Le parcours de l’eau des nuages interstellaires jusqu’aux systèmes planétaires

L’astronome néerlandaise Ewine van Dishoeck (Université de Leiden, Pays-Bas), en collaboration avec une équipe internationale de collègues, incluant plusieurs chercheurs de l’équipe FEMIS du LAB, a rédigé dans la revue Astronomy & Astrophysics, une synthèse des connaissances existantes ainsi que de nouvelles informations sur l’histoire de l’eau depuis le milieu interstellaire jusqu’aux systèmes planétaires, en passant par la formation des étoiles.

Si l’on ne comprend toujours pas les mécanismes qui déterminent la teneur en eau des exoplanètes telluriques, nous comprenons désormais beaucoup mieux comment l’eau se forme dans l’espace interstellaire et son parcours jusque dans les disques protoplanétaires où se forment les planètes. Jusqu’en 2009, nos observations effectuées uniquement avec des télescopes terrestres étaient affectées par la vapeur d’eau présente dans notre propre atmosphère. En 2009, l’ESA a lancé le télescope spatial lointain Herschel, qui observait dans le domaine spectral de l’infrarouge loin. L’un des principaux objectifs d’Herschel était d’étudier la distribution de l’eau dans l’espace, par l’observation de sa phase gazeuse. Herschel a été en service jusqu’en 2013. L’instrument HIFI, construit sous la direction des Pays-Bas avec une forte contribution du LAB, a revêtu une importance particulière. Ces dernières années, des dizaines d’articles scientifiques ont été publiés à partir des données que Herschel a collecté sur l’eau. Aujourd’hui, ces résultats ont été combinés et enrichis de nouvelles informations.

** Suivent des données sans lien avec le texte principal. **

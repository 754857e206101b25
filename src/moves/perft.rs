use crate::board::Board;
use crate::moves::execute::{generate_legal, make_move, undo_move};
use crate::moves::types::Move;
use tracing::{debug, instrument};

const MAX_PERFT_DEPTH: usize = 16;

// Per-ply move buffers so the recursion allocates once, not per node. The
// pseudo-legal scratch is consumed inside generate_legal before any child
// runs, so a single shared scratch is enough.
fn move_buffers() -> Vec<Vec<Move>> {
    (0..=MAX_PERFT_DEPTH).map(|_| Vec::with_capacity(64)).collect()
}

fn perft_recursive(
    board: &mut Board,
    depth: u32,
    ply: usize,
    buffers: &mut [Vec<Move>],
    scratch: &mut Vec<Move>,
) -> u64 {
    if depth == 0 {
        return 1;
    }

    {
        let moves = &mut buffers[ply];
        generate_legal(board, moves, scratch);
    }

    let move_count = buffers[ply].len();
    let mut nodes = 0;

    for i in 0..move_count {
        let mv = buffers[ply][i];

        #[cfg(debug_assertions)]
        let hash_before = board.hash;

        make_move(board, mv);
        nodes += perft_recursive(board, depth - 1, ply + 1, buffers, scratch);
        undo_move(board);

        #[cfg(debug_assertions)]
        debug_assert_eq!(board.hash, hash_before, "hash drifted across make/undo");
    }

    nodes
}

/// Count leaf nodes reachable in exactly `depth` plies. Bit-exact against
/// the published reference counts; the move generator's acceptance test.
#[instrument(skip(board), fields(depth))]
pub fn perft(board: &mut Board, depth: u32) -> u64 {
    assert!(
        (depth as usize) <= MAX_PERFT_DEPTH,
        "depth {depth} exceeds MAX_PERFT_DEPTH {MAX_PERFT_DEPTH}"
    );
    let mut buffers = move_buffers();
    let mut scratch = Vec::with_capacity(128);
    perft_recursive(board, depth, 0, &mut buffers, &mut scratch)
}

/// Per-root-move node breakdown, in generation order. The sum of the
/// counts equals `perft(depth)`.
#[instrument(skip(board), fields(depth))]
pub fn perft_divide(board: &mut Board, depth: u32) -> Vec<(Move, u64)> {
    assert!(
        depth >= 1,
        "divide needs at least one ply to attribute nodes to"
    );
    assert!(
        (depth as usize) <= MAX_PERFT_DEPTH,
        "depth {depth} exceeds MAX_PERFT_DEPTH {MAX_PERFT_DEPTH}"
    );

    let mut buffers = move_buffers();
    let mut scratch = Vec::with_capacity(128);

    {
        let moves = &mut buffers[0];
        generate_legal(board, moves, &mut scratch);
        debug!(root_moves = moves.len(), "divide: root legal moves");
    }

    let move_count = buffers[0].len();
    let mut out = Vec::with_capacity(move_count);

    for i in 0..move_count {
        let mv = buffers[0][i];
        make_move(board, mv);
        let nodes = perft_recursive(board, depth - 1, 1, &mut buffers, &mut scratch);
        undo_move(board);
        debug!(%mv, nodes, "divide: root child");
        out.push((mv, nodes));
    }

    out
}
use outpost::board::Board;
use outpost::moves::perft::{perft, perft_divide};

const START_FEN: &str = "rnbqkbnr/pppppppp/8/8/8/8/PPPPPPPP/RNBQKBNR w KQkq - 0 1";
const KIWI_FEN: &str = "r3k2r/p1ppqpb1/bn2pnp1/3PN3/1p2P3/2N2Q1p/PPPBBPPP/R3K2R w KQkq - 0 1";
const EP_FEN: &str = "rnbqkbnr/pppp1ppp/8/4p3/3P4/8/PPP1PPPP/RNBQKBNR b KQkq d3 0 2";

fn run(fen: &str, depth: u32, expected: u64) {
    let mut board = Board::from_fen(fen).expect("valid FEN");
    let fen_before = board.to_fen();
    let nodes = perft(&mut board, depth);
    assert_eq!(
        nodes, expected,
        "perft mismatch for {fen} at depth {depth}: got {nodes}, expected {expected}"
    );
    assert_eq!(board.to_fen(), fen_before, "perft must not disturb the board");
    assert_eq!(board.undo_depth(), 0);
}

#[test]
fn perft_depth_zero_is_one() {
    run(START_FEN, 0, 1);
}

#[test]
fn perft_startpos_d1() {
    run(START_FEN, 1, 20);
}

#[test]
fn perft_startpos_d2() {
    run(START_FEN, 2, 400);
}

#[test]
fn perft_startpos_d3() {
    run(START_FEN, 3, 8_902);
}

#[test]
fn perft_startpos_d4() {
    run(START_FEN, 4, 197_281);
}

#[test]
fn perft_startpos_d5() {
    run(START_FEN, 5, 4_865_609);
}

// heavy; opt-in
#[test]
#[ignore]
fn perft_startpos_d6() {
    run(START_FEN, 6, 119_060_324);
}

#[test]
fn perft_kiwipete_d1() {
    run(KIWI_FEN, 1, 48);
}

#[test]
fn perft_kiwipete_d2() {
    run(KIWI_FEN, 2, 2_039);
}

#[test]
fn perft_kiwipete_d3() {
    run(KIWI_FEN, 3, 97_862);
}

#[test]
#[ignore]
fn perft_kiwipete_d4() {
    run(KIWI_FEN, 4, 4_085_603);
}

#[test]
fn perft_en_passant_position() {
    run(EP_FEN, 1, 31);
    run(EP_FEN, 2, 866);
}

#[test]
fn divide_sums_to_perft_total() {
    for (fen, depth, expected) in [(START_FEN, 3, 8_902u64), (KIWI_FEN, 2, 2_039)] {
        let mut board = Board::from_fen(fen).unwrap();
        let rows = perft_divide(&mut board, depth);
        let total: u64 = rows.iter().map(|(_, n)| n).sum();
        assert_eq!(total, expected, "divide total mismatch for {fen}");
    }
}

#[test]
fn divide_startpos_d1_is_one_node_per_move() {
    let mut board = Board::from_fen(START_FEN).unwrap();
    let rows = perft_divide(&mut board, 1);
    assert_eq!(rows.len(), 20);
    assert!(rows.iter().all(|&(_, n)| n == 1));
}
// src/board/tables.rs
//
// Material values and piece-square tables, plus the combined
// material+PST table the incremental board score is maintained from.
// Tables are stored rank-1-first (a1 = index 0) so a White piece indexes
// directly and a Black piece mirrors vertically with `sq ^ 56`.

use super::Piece;
use once_cell::sync::OnceCell;

pub const PAWN_VALUE: i32 = 100;
pub const KNIGHT_VALUE: i32 = 320;
pub const BISHOP_VALUE: i32 = 330;
pub const ROOK_VALUE: i32 = 500;
pub const QUEEN_VALUE: i32 = 900;
pub const KING_VALUE: i32 = 20_000;

pub const MATERIAL: [i32; 6] = [
    PAWN_VALUE,
    KNIGHT_VALUE,
    BISHOP_VALUE,
    ROOK_VALUE,
    QUEEN_VALUE,
    KING_VALUE,
];

#[inline(always)]
pub fn piece_value(piece: Piece) -> i32 {
    MATERIAL[piece as usize]
}

#[rustfmt::skip]
pub const PAWN_PST: [i32; 64] = [
     0,  0,  0,   0,   0,  0,  0,  0,
     5, 10, 10, -20, -20, 10, 10,  5,
     5, -5, -10,  0,   0, -10, -5, 5,
     0,  0,  0,  20,  20,  0,  0,  0,
     5,  5, 10,  25,  25, 10,  5,  5,
    10, 10, 20,  30,  30, 20, 10, 10,
    50, 50, 50,  50,  50, 50, 50, 50,
     0,  0,  0,   0,   0,  0,  0,  0,
];

#[rustfmt::skip]
pub const KNIGHT_PST: [i32; 64] = [
    -50, -40, -30, -30, -30, -30, -40, -50,
    -40, -20,   0,   5,   5,   0, -20, -40,
    -30,   5,  10,  15,  15,  10,   5, -30,
    -30,   0,  15,  20,  20,  15,   0, -30,
    -30,   5,  15,  20,  20,  15,   5, -30,
    -30,   0,  10,  15,  15,  10,   0, -30,
    -40, -20,   0,   0,   0,   0, -20, -40,
    -50, -40, -30, -30, -30, -30, -40, -50,
];

#[rustfmt::skip]
pub const BISHOP_PST: [i32; 64] = [
    -20, -10, -10, -10, -10, -10, -10, -20,
    -10,   5,   0,   0,   0,   0,   5, -10,
    -10,  10,  10,  10,  10,  10,  10, -10,
    -10,   0,  10,  10,  10,  10,   0, -10,
    -10,   5,   5,  10,  10,   5,   5, -10,
    -10,   0,   5,  10,  10,   5,   0, -10,
    -10,   0,   0,   0,   0,   0,   0, -10,
    -20, -10, -10, -10, -10, -10, -10, -20,
];

#[rustfmt::skip]
pub const ROOK_PST: [i32; 64] = [
     0,  0,  0,  5,  5,  0,  0,  0,
     5, 10, 10, 10, 10, 10, 10,  5,
    -5,  0,  0,  0,  0,  0,  0, -5,
    -5,  0,  0,  0,  0,  0,  0, -5,
    -5,  0,  0,  0,  0,  0,  0, -5,
    -5,  0,  0,  0,  0,  0,  0, -5,
    10, 10, 10, 10, 10, 10, 10, 10,
     0,  0,  0,  5,  5,  0,  0,  0,
];

#[rustfmt::skip]
pub const QUEEN_PST: [i32; 64] = [
    -20, -10, -10, -5, -5, -10, -10, -20,
    -10,   0,   5,  0,  0,   0,   0, -10,
    -10,   5,   5,  5,  5,   5,   0, -10,
     -5,   0,   5,  5,  5,   5,   0,  -5,
     -5,   0,   5,  5,  5,   5,   0,  -5,
    -10,   0,   5,  5,  5,   5,   0, -10,
    -10,   0,   0,  0,  0,   0,   0, -10,
    -20, -10, -10, -5, -5, -10, -10, -20,
];

#[rustfmt::skip]
pub const KING_PST: [i32; 64] = [
     20,  30,  10,   0,   0,  10,  30,  20,
     20,  20,   0,   0,   0,   0,  20,  20,
    -10, -20, -20, -20, -20, -20, -20, -10,
    -20, -30, -30, -40, -40, -30, -30, -20,
    -30, -40, -40, -50, -50, -40, -40, -30,
    -30, -40, -40, -50, -50, -40, -40, -30,
    -30, -40, -40, -50, -50, -40, -40, -30,
    -30, -40, -40, -50, -50, -40, -40, -30,
];

const PSTS: [&[i32; 64]; 6] = [
    &PAWN_PST,
    &KNIGHT_PST,
    &BISHOP_PST,
    &ROOK_PST,
    &QUEEN_PST,
    &KING_PST,
];

/// `combined()[color * 6 + piece][square]` = signed material+PST
/// contribution of that piece standing on that square. White entries are
/// positive, Black entries negative with the PST mirrored vertically, so
/// the board score is simply the sum over occupied squares.
pub fn combined() -> &'static [[i32; 64]; 12] {
    static TABLE: OnceCell<[[i32; 64]; 12]> = OnceCell::new();
    TABLE.get_or_init(|| {
        let mut t = [[0i32; 64]; 12];
        for p in 0..6 {
            let pst = PSTS[p];
            for sq in 0..64 {
                t[p][sq] = MATERIAL[p] + pst[sq];
                t[6 + p][sq] = -(MATERIAL[p] + pst[sq ^ 56]);
            }
        }
        t
    })
}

La nouvelle étude décrit le parcours de l’eau tout au long du processus de formation des étoiles, dont Herschel a permis de clarifier des étapes intermédiaires. La majeure partie de l’eau se forme à l’état de glace sur de minuscules particules de poussière dans des nuages interstellaires froids et ténus. Lorsqu’un nuage s’effondre pour former de nouvelles étoiles, cette glace d’eau est largement préservée et s’ancre rapidement dans des particules de poussière de la taille d’un caillou. Dans le disque en rotation autour de la jeune étoile, ces matériaux forment alors les éléments constitutifs de nouvelles planètes.

Bon nombre des premiers résultats obtenus par Herschel étaient axés sur la vapeur d’eau chaude que l’on voit bien et qui est produite en abondance près des étoiles en formation. Mais cette eau chaude est perdue dans l’espace par les puissants jets de la jeune étoile. Tout en rédigeant cette étude, les chercheurs ont acquis de plus en plus de connaissances sur la chimie de la vapeur d’eau froide et de la glace. Par exemple, ils ont pu montrer que la glace interstellaire se développe sur les particules de poussière, couche par couche. Ils ont fondé cette conclusion sur les faibles signaux de l’eau lourde (HDO et D2O au lieu de H2O).

Le voyage de l’eau des nuages interstellaires aux mondes habitables. De haut en bas, de gauche à droite : l’eau dans un nuage interstellaire froid, près d’une étoile en formation, dans un disque protoplanétaire, dans une comète et une exoplanète. Les trois premières étapes montrent le spectre de la vapeur d’eau mesuré par l’instrument HIFI de l’observatoire spatial Herschel. Les signaux provenant du nuage interstellaire froid et du disque protoplanétaire ont été exagérés dans cette image par un facteur 100 par rapport à ceux provenant de l’étoile en formation au centre. (c) ESA/ALMA/NASA/L.E. Kristensen

Publication scientifique
Water in star-forming regions: Physics and chemistry from clouds to disks as probed by Herschel spectroscopy. By Ewine F. van Dishoeck et al. Accepted for publication in Astronomy & Astrophysics, 2021.